Evaluation of Biological Indicators and Sterilization Process

A biological indicator is defined as a characterized preparation of a specific microorganism that provides a defined and stable resistance to a specific sterilization process. Biological indicators (BI) can be used to:

  • assist in the performance evaluation of the sterilization equipment such as the autoclave
  • monitor established sterilization cycles and in periodic re-validation of sterilization process.

Evaluation of Biological Indicators

Each new batch of biological indicators that are used in good manufacturing practices (GMP) operations should be qualified by performing a population verification count. A count ensures the count recovered meets manufacturer’s claims of the Bacillus population inoculated on the carrier.
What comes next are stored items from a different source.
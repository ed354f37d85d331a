use stylist::css;
use stylist::yew::Global;
use yew::prelude::*;

/// Document-wide base styles, installed once by the app root.
#[function_component(GlobalStyles)]
pub fn global_styles() -> Html {
    html! {
        <Global css={css!(r#"
            *, *::before, *::after {
                box-sizing: border-box;
            }
            html {
                scroll-behavior: smooth;
            }
            body {
                margin: 0;
                min-height: 100vh;
                background: #ffffff;
                color: #0f172a;
                font-family: -apple-system, BlinkMacSystemFont, "Segoe UI", Roboto, Helvetica, Arial, sans-serif;
                -webkit-font-smoothing: antialiased;
            }
            .page-section {
                scroll-margin-top: 6rem;
            }
            img {
                max-width: 100%;
                display: block;
            }
        "#)} />
    }
}
use yew::prelude::*;

#[derive(Properties, PartialEq)]
pub struct SectionHeaderProps {
    pub title: AttrValue,
    pub subtitle: AttrValue,
    #[prop_or_default]
    pub light: bool,
}

#[function_component(SectionHeader)]
pub fn section_header(props: &SectionHeaderProps) -> Html {
    let tone = if props.light { "light" } else { "dark" };

    html! {
        <div class={classes!("section-header", tone)}>
            <h2>{&props.title}</h2>
            <div class="section-rule"></div>
            <p>{&props.subtitle}</p>
        </div>
    }
}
Counts are performed by resuscitation of the Bacillus, serial dilution and pour plate method.

Biological indicators evaluation and count tests are conducted in accordance with manufacturer’s instructions or USP <55> Biological Indicators – Resistance Performance.

Monitoring Steam Sterilization Cycles Using Biological Indicators

Biological indicator - Mold Testing and Bacteria Testing
Biological indicator

Generally a biological indicator for evaluating moist heat sterilization will contain viable spores of Bacillus subtilis, Bacillus atrophaeus or Geobacillus stearothermophilus.  

BI growth evaluation determines the viability of Bacillus spores after exposure to the sterilization process. This method is performed by placing spore strips or inoculated process control devices (PCD) into sterile broth; or in the case of BI’s contained with their own medium system, the medium is released to contact the BI. All results are compared against an untreated spore strip or BI control.

For routine use, it is normal to examine for presence or absence of growth to ensure the sterilization process was performed adequately. It is important to include a positive control with the group of process indicator BI.

References

  1. USP, Chapter 55
  2. ISO 11138-1:2006 Sterilisation of Healthcare Products – Biological Indicators – Part 1: General Requirements.

Sample Requirements

Viable BI sent for verification counting are recommended to be sent in triplicate. BI and PCD should be sent in contained vessels.

Glass vials should be wrapped to prevent cracking. Untreated BI to be sent and tested in conjunction with sample as a control

Biological Indicators Testing Services
Test Description Turnaround Time
Spore strip counts 3 days
Biological Indicator Evaluation 3-7 days (as per manufacturer’s instructions)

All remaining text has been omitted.